This film was a new experience for me. As you all know, movies like this afford me the opportunity to share my passion for film with my daughter. However, as I put the movie on, she turns to me and says, “Daddy, you know what’s funny? I’ve already seen this.” I found that to be a confusing statement, as I was operating under the impression that this was a newly released title. However, as it turns out, though it is a new release for home media, the film was actually released on Netflix back in April 2021. At this point, I expected that she would attempt to excuse herself and occupy herself with one of her many new Christmas acquisitions. But no, she didn’t do that. Instead, she sat back and prepared herself to watch it again. That’s when I knew it had to be good, because my daughter doesn’t usually do repeats. Lo and behold, it was far better than good. I dare say that The Mitchells vs. The Machines was the best animated film that I saw all year.
The film follows a family of outcasts (that would be the Mitchells), which is comprised of father, Rick (Danny McBride), who is a bit of a survivalist albeit an accident prone one. Then there is the mother, Linda (Maya Randolph), a first-grade teacher who radiates positivity and acts as the family’s moral compass. Younger brother, Aaron (Mike Rianda) is socially awkward and obsessed with dinosaurs. Which leads us to Katie (Abbi Jacobson), the film’s focal point and the self-proclaimed outcast in this family of outcasts. All her life, she felt as though she didn’t fit in anywhere. Choosing to express herself through art, namely filmmaking, she feels misunderstood, particularly by her father, who never seems to have time for her.
Hope is on the horizon, however, when she is accepted to the Los Angeles Film School. For a girl from Kentwood, Michigan, this a dream come true, especially when she discovers people who get her. Everything she wants is finally within her grasp. Unfortunately, this is also around the time that a global robot uprising commences, thanks to tech billionaire Dr. Mark Bowman (Eric Andre). Bowman’s callous treatment of his created A.I. program and shameless intent to replace it with a newly designed updated model leads to the hijacking and of his technology and a robotic revolution. See? Terminator was right.

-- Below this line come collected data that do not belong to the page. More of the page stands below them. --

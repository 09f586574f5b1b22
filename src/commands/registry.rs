//! Command registry

use super::{admin, hash, key, pubsub, string, Command};
use std::collections::HashMap;
use std::sync::Arc;

/// Every command the gateway answers, keyed by upper-cased name
pub struct CommandRegistry {
    commands: HashMap<String, Arc<dyn Command>>,
}

impl CommandRegistry {
    pub fn new() -> Self {
        let mut registry = CommandRegistry {
            commands: HashMap::new(),
        };

        // Store-backed reads and writes
        registry.register(Arc::new(string::GetCommand));
        registry.register(Arc::new(string::MGetCommand));
        registry.register(Arc::new(string::SetCommand));
        registry.register(Arc::new(string::MSetCommand));
        registry.register(Arc::new(hash::HGetCommand));
        registry.register(Arc::new(hash::HGetAllCommand));
        registry.register(Arc::new(key::DelCommand));
        registry.register(Arc::new(key::KeysCommand));

        // Publish/subscribe
        registry.register(Arc::new(pubsub::PublishCommand));
        registry.register(Arc::new(pubsub::SubscribeCommand));
        registry.register(Arc::new(pubsub::PSubscribeCommand));
        registry.register(Arc::new(pubsub::UnsubscribeCommand::CHANNELS));
        registry.register(Arc::new(pubsub::UnsubscribeCommand::PATTERNS));

        // Connection
        registry.register(Arc::new(admin::PingCommand));
        registry.register(Arc::new(admin::QuitCommand));
        registry.register(Arc::new(admin::SelectCommand));
        registry.register(Arc::new(admin::ConfigCommand));
        registry.register(Arc::new(admin::ClientCommand));

        registry
    }

    fn register(&mut self, command: Arc<dyn Command>) {
        let name = command.name().to_uppercase();
        self.commands.insert(name, command);
    }

    /// Case-insensitive lookup
    pub fn get(&self, name: &str) -> Option<Arc<dyn Command>> {
        self.commands.get(&name.to_uppercase()).cloned()
    }

    pub fn has_command(&self, name: &str) -> bool {
        self.commands.contains_key(&name.to_uppercase())
    }

    pub fn command_names(&self) -> Vec<String> {
        let mut names: Vec<String> = self.commands.keys().cloned().collect();
        names.sort();
        names
    }
}

impl Default for CommandRegistry {
    fn default() -> Self {
        Self::new()
    }
}
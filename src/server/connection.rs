//! Connection handling
//!
//! Reads requests from one client, dispatches them in arrival order and
//! writes the replies. A subscribe request switches the connection to
//! subscribe mode, where published messages are pushed as they arrive.

use crate::commands::{CommandContext, Reply};
use crate::dispatch::Dispatcher;
use crate::protocol::{RespEncoder, RespParser, RespValue};
use crate::pubsub::Subscription;
use anyhow::{bail, Result};
use bytes::BytesMut;
use tokio::io::{AsyncRead, AsyncReadExt, AsyncWrite, AsyncWriteExt};
use tokio_util::sync::CancellationToken;
use tracing::{debug, warn};

/// Commands accepted while subscribed
const SUBSCRIBED_COMMANDS: [&str; 6] = [
    "SUBSCRIBE",
    "PSUBSCRIBE",
    "UNSUBSCRIBE",
    "PUNSUBSCRIBE",
    "PING",
    "QUIT",
];

/// Whether the connection stays open after a step
enum Flow {
    Continue,
    Close,
}

/// Connection handler
pub struct Connection<S> {
    stream: S,
    read_buffer: BytesMut,
    write_buffer: BytesMut,
}

impl<S> Connection<S>
where
    S: AsyncRead + AsyncWrite + Unpin + Send,
{
    pub fn new(stream: S) -> Self {
        Connection {
            stream,
            read_buffer: BytesMut::with_capacity(4096),
            write_buffer: BytesMut::with_capacity(4096),
        }
    }

    /// Serve the client until it disconnects, sends QUIT or `shutdown` fires
    pub async fn handle(&mut self, dispatcher: &Dispatcher, shutdown: &CancellationToken) -> Result<()> {
        let mut ctx = dispatcher.context();

        loop {
            while let Some(request) = self.next_request().await? {
                let reply = tokio::select! {
                    _ = shutdown.cancelled() => return self.flush().await,
                    reply = dispatcher.dispatch(&mut ctx, request) => reply,
                };

                let flow = match reply {
                    Reply::Value(value) => {
                        self.queue(&value);
                        Flow::Continue
                    }
                    Reply::Close(value) => {
                        self.queue(&value);
                        Flow::Close
                    }
                    Reply::Subscribe { patterns, topics } => {
                        self.flush().await?;
                        self.subscribed(dispatcher, &mut ctx, patterns, topics, shutdown)
                            .await?
                    }
                    Reply::Unsubscribe { patterns, topics } => {
                        self.queue_unsubscribe(None, patterns, &topics);
                        Flow::Continue
                    }
                };
                if let Flow::Close = flow {
                    return self.flush().await;
                }
            }
            self.flush().await?;

            let n = tokio::select! {
                _ = shutdown.cancelled() => return Ok(()),
                n = self.stream.read_buf(&mut self.read_buffer) => n?,
            };
            if n == 0 {
                if self.read_buffer.is_empty() {
                    return Ok(());
                }
                bail!("connection reset by peer");
            }
            debug!("Read {} bytes", n);
        }
    }

    /// Subscribe mode; returns to normal mode once every topic is dropped
    async fn subscribed(
        &mut self,
        dispatcher: &Dispatcher,
        ctx: &mut CommandContext,
        patterns: bool,
        topics: Vec<String>,
        shutdown: &CancellationToken,
    ) -> Result<Flow> {
        let mut subscription = dispatcher.broker().subscription();
        self.queue_subscribe(&mut subscription, patterns, &topics);
        self.flush().await?;

        loop {
            while let Some(request) = self.next_request().await? {
                if let Flow::Close = self
                    .subscribed_request(dispatcher, ctx, &mut subscription, request)
                    .await
                {
                    return Ok(Flow::Close);
                }
            }
            self.flush().await?;
            if subscription.count() == 0 {
                return Ok(Flow::Continue);
            }

            tokio::select! {
                _ = shutdown.cancelled() => return Ok(Flow::Close),
                message = subscription.recv() => {
                    if let Some(message) = message {
                        self.queue(&message.into_resp());
                        self.flush().await?;
                    }
                }
                n = self.stream.read_buf(&mut self.read_buffer) => {
                    if n? == 0 {
                        return Ok(Flow::Close);
                    }
                }
            }
        }
    }

    async fn subscribed_request(
        &mut self,
        dispatcher: &Dispatcher,
        ctx: &mut CommandContext,
        subscription: &mut Subscription,
        request: RespValue,
    ) -> Flow {
        let name = request
            .as_array()
            .and_then(|args| args.first())
            .and_then(RespValue::as_str)
            .map(str::to_uppercase)
            .unwrap_or_default();
        if !SUBSCRIBED_COMMANDS.contains(&name.as_str()) {
            self.queue(&RespValue::error(format!(
                "ERR Can't execute '{}': only (P)SUBSCRIBE / (P)UNSUBSCRIBE / PING / QUIT are allowed in this context",
                name.to_lowercase()
            )));
            return Flow::Continue;
        }

        match dispatcher.dispatch(ctx, request).await {
            Reply::Value(value) => self.queue(&value),
            Reply::Close(value) => {
                self.queue(&value);
                return Flow::Close;
            }
            Reply::Subscribe { patterns, topics } => {
                self.queue_subscribe(subscription, patterns, &topics)
            }
            Reply::Unsubscribe { patterns, topics } => {
                self.queue_unsubscribe(Some(subscription), patterns, &topics)
            }
        }
        Flow::Continue
    }

    fn queue_subscribe(&mut self, subscription: &mut Subscription, patterns: bool, topics: &[String]) {
        let kind = if patterns { "psubscribe" } else { "subscribe" };
        for topic in topics {
            let count = if patterns {
                subscription.psubscribe(topic)
            } else {
                subscription.subscribe(topic)
            };
            self.queue(&confirmation(kind, Some(topic), count));
        }
    }

    fn queue_unsubscribe(&mut self, subscription: Option<&mut Subscription>, patterns: bool, topics: &[String]) {
        let kind = if patterns { "punsubscribe" } else { "unsubscribe" };
        let Some(subscription) = subscription else {
            if topics.is_empty() {
                self.queue(&confirmation(kind, None, 0));
            }
            for topic in topics {
                self.queue(&confirmation(kind, Some(topic), 0));
            }
            return;
        };

        let topics = match (topics.is_empty(), patterns) {
            (false, _) => topics.to_vec(),
            (true, false) => subscription.channels().to_vec(),
            (true, true) => subscription.patterns().to_vec(),
        };
        if topics.is_empty() {
            self.queue(&confirmation(kind, None, subscription.count()));
        }
        for topic in &topics {
            let count = if patterns {
                subscription.punsubscribe(topic)
            } else {
                subscription.unsubscribe(topic)
            };
            self.queue(&confirmation(kind, Some(topic), count));
        }
    }

    /// Next complete request already buffered
    ///
    /// A malformed stream is answered with a protocol error, then the
    /// connection is dropped.
    async fn next_request(&mut self) -> Result<Option<RespValue>> {
        match RespParser::parse(&mut self.read_buffer) {
            Ok(request) => Ok(request),
            Err(e) => {
                warn!("Protocol error: {}", e);
                self.queue(&RespValue::error(format!("ERR Protocol error: {}", e)));
                self.flush().await?;
                Err(e.into())
            }
        }
    }

    fn queue(&mut self, value: &RespValue) {
        RespEncoder::encode_to(&mut self.write_buffer, value);
    }

    async fn flush(&mut self) -> Result<()> {
        if self.write_buffer.is_empty() {
            return Ok(());
        }
        self.stream.write_all(&self.write_buffer).await?;
        self.stream.flush().await?;
        self.write_buffer.clear();
        Ok(())
    }
}

fn confirmation(kind: &str, topic: Option<&String>, count: usize) -> RespValue {
    RespValue::array(vec![
        RespValue::bulk_string(kind.to_string()),
        topic.map_or(RespValue::Null, |t| RespValue::bulk_string(t.clone())),
        RespValue::integer(count as i64),
    ])
}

So, admittedly, all of that seems convoluted, but in some crazy way it works. It made for a widely entertaining story that managed to encompass slapstick comedy and heartfelt ideals, such as the desire to be accepted by those closest to us. The relationship between Rick and Katie was the perfect vehicle for this, as it highlights technology as one of the main cases of the rift between the two family members. Rick is a technophobic, while Katie embraces it as the one true way that she can express herself. This was an easy to accept idea. Relatable too. Made me think of my own relationship with my daughter; her generation embraces technology quite easily, herself included, and while I am not a technophobe, there are some things I confess to not fully understand, i.e. social media. Through that lens, I can relate to the dynamic between Rick and Katie. The manner in which this subplot is handled is one of the film’s many triumphs. It gives the film heart.
Essentially, the story is about them with everything else centered around their relationship. In turn these elements feed one another. A good example is after most of civilization is captured and the Mitchells need to stealthily travel in order to save humanity; Katie has an idea to camouflage the car using art, but Rick is initially dismissive of the proposal due to his inability to comprehend his daughter’s imagination and ingenuity. However, it is essentially brought around when it proves successful. This is a key example of the need for an open mind when dealing with others, especially loved ones. Just because you don’t understand something doesn’t make it wrong. As a parent, I like movies that incorporate life lessons that help instill the values that I am trying to teach my daughter.
Speaking of my daughter, as I mentioned earlier, Nalyce does not do repeats, but for this film, she made an exception, and I can see why. It is full of the high-energy, zany antics that she incorporates into her own everyday life. Periodically throughout the film, we would get a peek into Katie’s imagination and how she processes situations, such as smash cuts to her indie films or vivid imaginative illustrations of plans that she proposes to her family. I kid you not; during these moments my daughter was literally vibrating in her seat. According to her, that is just how her mind works. Interestingly enough, I could see that. She identified with Katie; saw her as a kindred spirit. And because of that connection, she was fully engaged and enjoyed the film like it was the first time.
Given that it actually was my first time, I was glad that this experience was something we could share. Not to put too much emphasis on a film, but I feel like it helped give me a greater understanding my own dynamic with my daughter. I’m not saying that I will be fully embracing TikTok, but I’m open to possibility of us maybe doing one or two of those viral dances together.
The Mitchells vs. The Machines was much more of an experience than I initially expected to get out of the film, made all the better by the opportunity to share it with my family. It is a fun and comprehensive film. It’s a shame that COVID cheated it out of a wider release, because it was fully deserving of one. That said, I thoroughly encourage you to watch it, especially if you have a family. It an experience worth sharing.